I Put Limits On My Social Media
Facebook, Twitter, Pinterest, and other social media sites are a playground for someone with my creative and wandering mind. I will literally spend hours on FB and not even realize it because my mind skips from one article to another picture to another comment. It’s horrible. So I have to create a social media schedule as a boundary towards this type of behavior. I’m still working it out, but essentially I am trying to get to where I put an hour into social media at the beginning of the day and an hour at the end. That covers my business and my writing.
I Say No To Social Interaction
Yes, I hang out with friends. Yes, I talk on the phone. Yes, I do favors for family. But I have had to put limits on these types of activities. Under normal circumstances, you want limits on these activities anyways when you’re running a business. Moreso when you enjoy skipping out of the home office to go do an errand or have coffee with a friend. Work does not get done doing this often. So, I try to block off a specific set of hours during the day to work, and then if someone asks me to do something, I save it for a specific day during the week (usually close to the weekend) or in the evening.

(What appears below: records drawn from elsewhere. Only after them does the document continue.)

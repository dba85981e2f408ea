use rusqlite::Connection;
use rusqlite_migration::{M, Migrations};

const BOOTSTRAP_SQL: &str = include_str!("migrations/0001_bootstrap.sql");

const SAFE_REPAIR_START: &str = "-- bankbuddy:safe_repair:start:";
const SAFE_REPAIR_END: &str = "-- bankbuddy:safe_repair:end:";

pub const EXPECTED_USER_VERSION: i64 = 1;

pub const REQUIRED_VIEW_NAMES: [&str; 3] = ["v1_transactions", "v1_accounts", "v1_imports"];

pub const REQUIRED_INDEX_NAMES: [&str; 4] = [
    "idx_internal_transactions_dedupe_key",
    "idx_internal_transactions_account_posted_at",
    "idx_internal_transactions_import_id",
    "idx_internal_import_runs_created_at_desc",
];

pub const REQUIRED_META_KEYS: [(&str, &str); 3] = [
    ("schema_version", "v1"),
    ("public_views_version", "v1"),
    ("import_contract_version", "v1"),
];

pub fn run_pending(conn: &mut Connection) -> rusqlite_migration::Result<()> {
    let migrations = Migrations::new(vec![M::up(BOOTSTRAP_SQL)]);
    migrations.to_latest(conn)
}

/// Canonical SQL for a view or index: the text between its
/// `safe_repair:start:` and `safe_repair:end:` markers in the bootstrap
/// migration.
pub fn safe_repair_statement(name: &str) -> Option<String> {
    let start_marker = format!("{SAFE_REPAIR_START}{name}\n");
    let end_marker = format!("{SAFE_REPAIR_END}{name}");

    let (_, after_start) = BOOTSTRAP_SQL.split_once(&start_marker)?;
    let (block, _) = after_start.split_once(&end_marker)?;
    let block = block.trim();
    (!block.is_empty()).then(|| block.to_string())
}
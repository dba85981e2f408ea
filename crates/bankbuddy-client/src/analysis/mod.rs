//! Read-side aggregation over the stored ledger. Everything here is a pure
//! function of the loaded transactions plus explicit reference dates.

pub mod aggregate;
pub mod date;
pub mod policy;
pub mod query;
pub mod summary;
pub mod types;

pub use aggregate::{cash_flow, category_totals, monthly_trends, payment_patterns, recent_activity};
pub use policy::{SETTLEMENT_POLICY_V1, SETTLEMENT_POLICY_VERSION, SettlementPolicy};
pub use summary::{account_summary, data_quality};
pub use types::LedgerTransaction;
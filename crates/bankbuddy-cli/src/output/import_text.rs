use std::io;

use serde_json::Value;

use super::accounts_text::type_label;
use super::format::{self, Column};

pub fn render_import_run(data: &Value) -> io::Result<String> {
    let dry_run = data
        .get("dry_run")
        .and_then(Value::as_bool)
        .unwrap_or(false);
    let summary = data
        .get("summary")
        .filter(|value| value.is_object())
        .ok_or_else(|| io::Error::other("import output requires summary"))?;
    let files = format::array(data, "files");

    let mut lines = vec![if dry_run {
        "Dry run completed. Nothing was written to the ledger.".to_string()
    } else {
        "Import completed successfully.".to_string()
    }];
    if let Some(message) = data.get("message").and_then(Value::as_str)
        && !message.is_empty()
    {
        lines.push(message.to_string());
    }

    lines.push(String::new());
    lines.push("Summary:".to_string());
    lines.extend(format::key_value_rows(
        &[
            ("Source:", format::text(data, "path")),
            ("Files:", files.len().to_string()),
            ("Rows read:", format::int(summary, "rows_read").to_string()),
            ("Rows valid:", format::int(summary, "rows_valid").to_string()),
            ("Rows invalid:", format::int(summary, "rows_invalid").to_string()),
            (
                if dry_run { "Would insert:" } else { "Inserted:" },
                format::int(summary, "inserted").to_string(),
            ),
            ("Duplicates:", format::int(summary, "deduped").to_string()),
        ],
        2,
    ));

    if !files.is_empty() {
        lines.push(String::new());
        lines.push("Files:".to_string());
        lines.extend(render_file_table(files));
    }

    for file in files {
        let duplicates = render_duplicates(file);
        if !duplicates.is_empty() {
            lines.push(String::new());
            lines.extend(duplicates);
        }
        let issues = render_issues(file);
        if !issues.is_empty() {
            lines.push(String::new());
            lines.extend(issues);
        }
    }

    if !dry_run && let Some(data_range) = data.get("data_range") {
        let earliest = data_range.get("earliest").and_then(Value::as_str);
        let latest = data_range.get("latest").and_then(Value::as_str);
        if let (Some(earliest), Some(latest)) = (earliest, latest) {
            lines.push(String::new());
            lines.push(format!("Ledger now covers {earliest} to {latest}."));
        }
    }

    lines.push(String::new());
    lines.extend(render_next_actions(data));
    Ok(lines.join("\n"))
}

pub fn render_import_list(data: &Value) -> io::Result<String> {
    let rows = data
        .get("rows")
        .and_then(Value::as_array)
        .ok_or_else(|| io::Error::other("import list output requires rows"))?;

    if rows.is_empty() {
        return Ok([
            "No imports found yet.",
            "",
            "Run your first import:",
            "  1. buddy import create --help",
            "  2. buddy import create --dry-run <path>",
            "  3. buddy import create <path>",
        ]
        .join("\n"));
    }

    let count_label = if rows.len() == 1 {
        "1 import found.".to_string()
    } else {
        format!("{} imports found.", rows.len())
    };
    let columns = [
        Column::left("Import ID"),
        Column::left("Account"),
        Column::left("Created"),
        Column::right("Read"),
        Column::right("Inserted"),
        Column::right("Dupes"),
        Column::right("Invalid"),
        Column::left("Source"),
    ];
    let table_rows = rows
        .iter()
        .map(|row| {
            vec![
                format::text(row, "import_id"),
                format::text(row, "account_key"),
                format::text(row, "created_at"),
                format::int(row, "rows_read").to_string(),
                format::int(row, "inserted").to_string(),
                format::int(row, "deduped").to_string(),
                format::int(row, "rows_invalid").to_string(),
                format::text(row, "source_ref"),
            ]
        })
        .collect::<Vec<Vec<String>>>();

    let mut lines = vec![count_label, String::new()];
    lines.extend(format::render_table(
        &columns,
        &table_rows,
        format::terminal_width(),
        "Import",
    ));
    Ok(lines.join("\n"))
}

fn render_file_table(files: &[Value]) -> Vec<String> {
    let columns = [
        Column::left("File"),
        Column::left("Account"),
        Column::left("Type"),
        Column::right("Read"),
        Column::right("Inserted"),
        Column::right("Dupes"),
        Column::right("Invalid"),
    ];
    let rows = files
        .iter()
        .map(|file| {
            let summary = file.get("summary").cloned().unwrap_or(Value::Null);
            vec![
                file_name(&format::text(file, "source_ref")),
                format::text(file, "account_key"),
                type_label(file),
                format::int(&summary, "rows_read").to_string(),
                format::int(&summary, "inserted").to_string(),
                format::int(&summary, "deduped").to_string(),
                format::int(&summary, "rows_invalid").to_string(),
            ]
        })
        .collect::<Vec<Vec<String>>>();
    format::render_table(&columns, &rows, format::terminal_width(), "File")
}

fn render_duplicates(file: &Value) -> Vec<String> {
    let Some(preview) = file.get("duplicates_preview") else {
        return Vec::new();
    };
    let rows = format::array(preview, "rows");
    if rows.is_empty() {
        return Vec::new();
    }

    let total = file
        .get("duplicate_summary")
        .map(|summary| format::int(summary, "total"))
        .unwrap_or(rows.len() as i64);
    let truncated = preview
        .get("truncated")
        .and_then(Value::as_bool)
        .unwrap_or(false);
    let name = file_name(&format::text(file, "source_ref"));
    let heading = if truncated {
        format!(
            "Duplicates skipped in {name} (showing first {} of {total}):",
            rows.len()
        )
    } else {
        format!("Duplicates skipped in {name}:")
    };

    let columns = [
        Column::right("Row"),
        Column::left("Date"),
        Column::right("Amount"),
        Column::left("Description"),
        Column::left("Matched"),
    ];
    let table_rows = rows
        .iter()
        .map(|row| {
            vec![
                format::int(row, "source_row_index").to_string(),
                format::text(row, "posted_at"),
                format::dollars(row, "amount"),
                format::text(row, "description"),
                duplicate_match(row),
            ]
        })
        .collect::<Vec<Vec<String>>>();

    let mut lines = vec![heading];
    lines.extend(format::render_table(
        &columns,
        &table_rows,
        format::terminal_width(),
        "Duplicate",
    ));
    lines
}

fn duplicate_match(row: &Value) -> String {
    match row.get("dedupe_reason").and_then(Value::as_str) {
        Some("batch") => match row.get("matched_batch_row_index").and_then(Value::as_i64) {
            Some(index) => format!("row {index} of this file"),
            None => "earlier row of this file".to_string(),
        },
        _ => match row.get("matched_txn_id").and_then(Value::as_str) {
            Some(txn_id) => format!("ledger {txn_id}"),
            None => "existing ledger row".to_string(),
        },
    }
}

fn render_issues(file: &Value) -> Vec<String> {
    let issues = format::array(file, "issues");
    if issues.is_empty() {
        return Vec::new();
    }

    let name = file_name(&format::text(file, "source_ref"));
    let columns = [
        Column::right("Row"),
        Column::left("Field"),
        Column::left("Problem"),
    ];
    let rows = issues
        .iter()
        .map(|issue| {
            let mut problem = format::text(issue, "description");
            if let Some(received) = issue.get("received").and_then(Value::as_str) {
                problem.push_str(&format!(" (got `{received}`)"));
            }
            vec![
                format::int(issue, "row").to_string(),
                format::text(issue, "field"),
                problem,
            ]
        })
        .collect::<Vec<Vec<String>>>();

    let mut lines = vec![format!("Rows skipped in {name}:")];
    lines.extend(format::render_table(
        &columns,
        &rows,
        format::terminal_width(),
        "Issue",
    ));
    lines
}

fn render_next_actions(data: &Value) -> Vec<String> {
    let mut lines = vec!["Next step:".to_string()];
    match data.get("next_step") {
        Some(next_step) if next_step.is_object() => {
            lines.push(format!("  {}:", format::text(next_step, "label")));
            lines.push(format!("  {}", format::text(next_step, "command")));
        }
        _ => lines.push("  Run `buddy analyze`.".to_string()),
    }

    let actions = format::array(data, "other_actions");
    if !actions.is_empty() {
        lines.push(String::new());
        lines.push("Other actions:".to_string());
        for action in actions {
            lines.push(format!(
                "  - {}: {}",
                format::text(action, "label"),
                format::text(action, "command")
            ));
        }
    }
    lines
}

fn file_name(source_ref: &str) -> String {
    std::path::Path::new(source_ref)
        .file_name()
        .map(|name| name.to_string_lossy().into_owned())
        .unwrap_or_else(|| source_ref.to_string())
}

Usually, when I am on a roll for a day or two, I ALWAYS get a phone call about a family crisis, someone wanting to hang out, or something going on that is determined to steal me away from what I am supposed to be doing. And I always want to impulsively say yes just to give me a change of scenery and task. It takes a bit of finesse and a whole lot of discipline to stay the course when these things occur. Of course, there are always legitimate emergencies – and sometimes you really do need to just get out – but it should be the exception and not the norm.

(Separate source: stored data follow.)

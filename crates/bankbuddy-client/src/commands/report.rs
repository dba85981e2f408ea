use std::collections::BTreeMap;
use std::fs;
use std::path::{Path, PathBuf};

use chrono::Local;

use crate::analysis::query::{load_accounts, load_transactions};
use crate::commands::common::{
    SplitArgs, load_setup, resolve_as_of, resolve_parties, resolve_recent_days,
};
use crate::contracts::envelope::{SuccessEnvelope, success};
use crate::contracts::types::ReportData;
use crate::report::{ReportOptions, chart_file_name, gather, render_markdown};
use crate::state::{absolutize, default_report_path, open_connection};
use crate::{ClientError, ClientResult};

const COMMAND: &str = "report";

#[derive(Debug, Default)]
pub struct ReportRunOptions<'a> {
    /// Defaults to `<home>/reports/Bank_Transaction_Report.md`.
    pub output: Option<PathBuf>,
    /// Where `<account_key>_top_categories.png` images are looked up.
    /// Defaults to the output file's directory.
    pub charts_dir: Option<PathBuf>,
    pub split: SplitArgs,
    /// Fixed footer timestamp; the local clock is used when absent.
    pub generated_at: Option<String>,
    pub home_override: Option<&'a Path>,
}

pub fn run(output: Option<PathBuf>) -> ClientResult<SuccessEnvelope> {
    run_with_options(ReportRunOptions {
        output,
        ..ReportRunOptions::default()
    })
}

#[doc(hidden)]
pub fn run_with_options(options: ReportRunOptions<'_>) -> ClientResult<SuccessEnvelope> {
    let parties = resolve_parties(&options.split, COMMAND)?;
    let recent_days = resolve_recent_days(options.split.days, COMMAND)?;

    let setup = load_setup(options.home_override)?;
    let connection = open_connection(&setup.db_path)?;
    let accounts = load_accounts(&connection, &setup.db_path)?;
    let transactions = load_transactions(&connection, &setup.db_path, None)?;
    if transactions.is_empty() {
        return Err(ClientError::ledger_empty());
    }

    let as_of = resolve_as_of(options.split.as_of.as_deref(), &transactions, COMMAND)?;
    let output_path = match &options.output {
        Some(path) => absolutize(path)?,
        None => default_report_path(&setup.home_path),
    };
    let output_dir = output_path
        .parent()
        .map(Path::to_path_buf)
        .unwrap_or_else(|| setup.home_path.clone());
    let charts_dir = match &options.charts_dir {
        Some(path) => absolutize(path)?,
        None => output_dir.clone(),
    };

    let data = gather(&accounts, &transactions, &parties, recent_days, as_of, as_of);
    let charts = discover_charts(
        data.accounts.iter().map(|account| account.account_key.as_str()),
        &charts_dir,
        &output_dir,
    );
    let report_options = ReportOptions {
        parties: parties.clone(),
        recent_days,
        as_of,
        generated_at: options
            .generated_at
            .unwrap_or_else(|| Local::now().format("%Y-%m-%d %H:%M:%S").to_string()),
        charts,
    };
    let document = render_markdown(&data, &report_options);

    fs::create_dir_all(&output_dir)
        .map_err(|error| ClientError::report_write_failed(&output_path, &error.to_string()))?;
    fs::write(&output_path, document.as_bytes())
        .map_err(|error| ClientError::report_write_failed(&output_path, &error.to_string()))?;
    log::info!(
        "wrote report for {} account(s) to {}",
        data.accounts.len(),
        output_path.display()
    );

    success(
        COMMAND,
        ReportData {
            output_path: output_path.display().to_string(),
            as_of,
            parameters: parties.parameters(),
            accounts: data
                .accounts
                .iter()
                .map(|account| account.account_key.clone())
                .collect(),
            charts_embedded: report_options.charts.keys().cloned().collect(),
            bytes_written: document.len() as i64,
        },
    )
}

/// Maps account keys to image links for charts that exist on disk. Charts
/// next to the report are linked relatively.
fn discover_charts<'a>(
    account_keys: impl Iterator<Item = &'a str>,
    charts_dir: &Path,
    output_dir: &Path,
) -> BTreeMap<String, String> {
    let mut charts = BTreeMap::new();
    for account_key in account_keys {
        let file_name = chart_file_name(account_key);
        let chart_path = charts_dir.join(&file_name);
        if !chart_path.is_file() {
            log::debug!("no chart for {account_key} at {}", chart_path.display());
            continue;
        }
        let link = if charts_dir == output_dir {
            format!("./{file_name}")
        } else {
            chart_path.display().to_string()
        };
        charts.insert(account_key.to_string(), link);
    }
    charts
}

#[cfg(test)]
mod tests {
    use std::fs;

    use super::discover_charts;

    #[test]
    fn only_existing_charts_are_linked() {
        let temp = tempfile::tempdir();
        assert!(temp.is_ok());
        if let Ok(temp) = temp {
            let dir = temp.path();
            assert!(fs::write(dir.join("team_cc_top_categories.png"), b"png").is_ok());

            let charts = discover_charts(["team_cc", "team_checking"].into_iter(), dir, dir);
            assert_eq!(charts.len(), 1);
            assert_eq!(
                charts.get("team_cc").map(String::as_str),
                Some("./team_cc_top_categories.png")
            );

            let elsewhere = dir.join("reports");
            let absolute = discover_charts(["team_cc"].into_iter(), dir, &elsewhere);
            assert_eq!(
                absolute.get("team_cc").cloned(),
                Some(dir.join("team_cc_top_categories.png").display().to_string())
            );
        }
    }
}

I can hyper-focus when I really want to. I put my headphones on, crank up the tunes, and I dive into my projects, completely oblivious to the world around me. The trouble is getting my brain to that state without getting distracted by every single other thing – like the family, the television, the weather, social media, video games, my son, the wall. You get the point. But once I am in the ‘zone’, I am good for hours on end as long as I don’t break from it and try to engage in something else outside of my project/writing. I once penned 10,000 words in one weekend by simply sliding my headphones on and ignoring the outside world. Ah…that was a good day.
I Go Outdoors
During the summers here in Arizona, I don’t walk outside. In fact, I do my best to stay within an air-conditioned building for 99% of the day if I am able to. If I want to take a walk, I go to the mall. But during the winter, I try to walk outside at least once a day. A nice long walk around the block or through the local park helps me to have time to work out project/writing issues in my mind, get exercise, and get out of the office – breaking me free of the cabin-fever I can succumb to from time to time. I also try to sit on the patio for a brief break in the middle of the day and read. This helps relax my mind and helps me to stay focused on writing, reading, and business-related stuff.
These are just some of the things I have incorporated into my daily schedule to help me stay on task with my writing through distractions and restlessness. Do you have ADHD? Do you simply have a hard time focusing on projects during the day, especially if you are a work-from-home entrepreneur? How do you deal with the daily distractions? I would love to hear your thoughts and methods.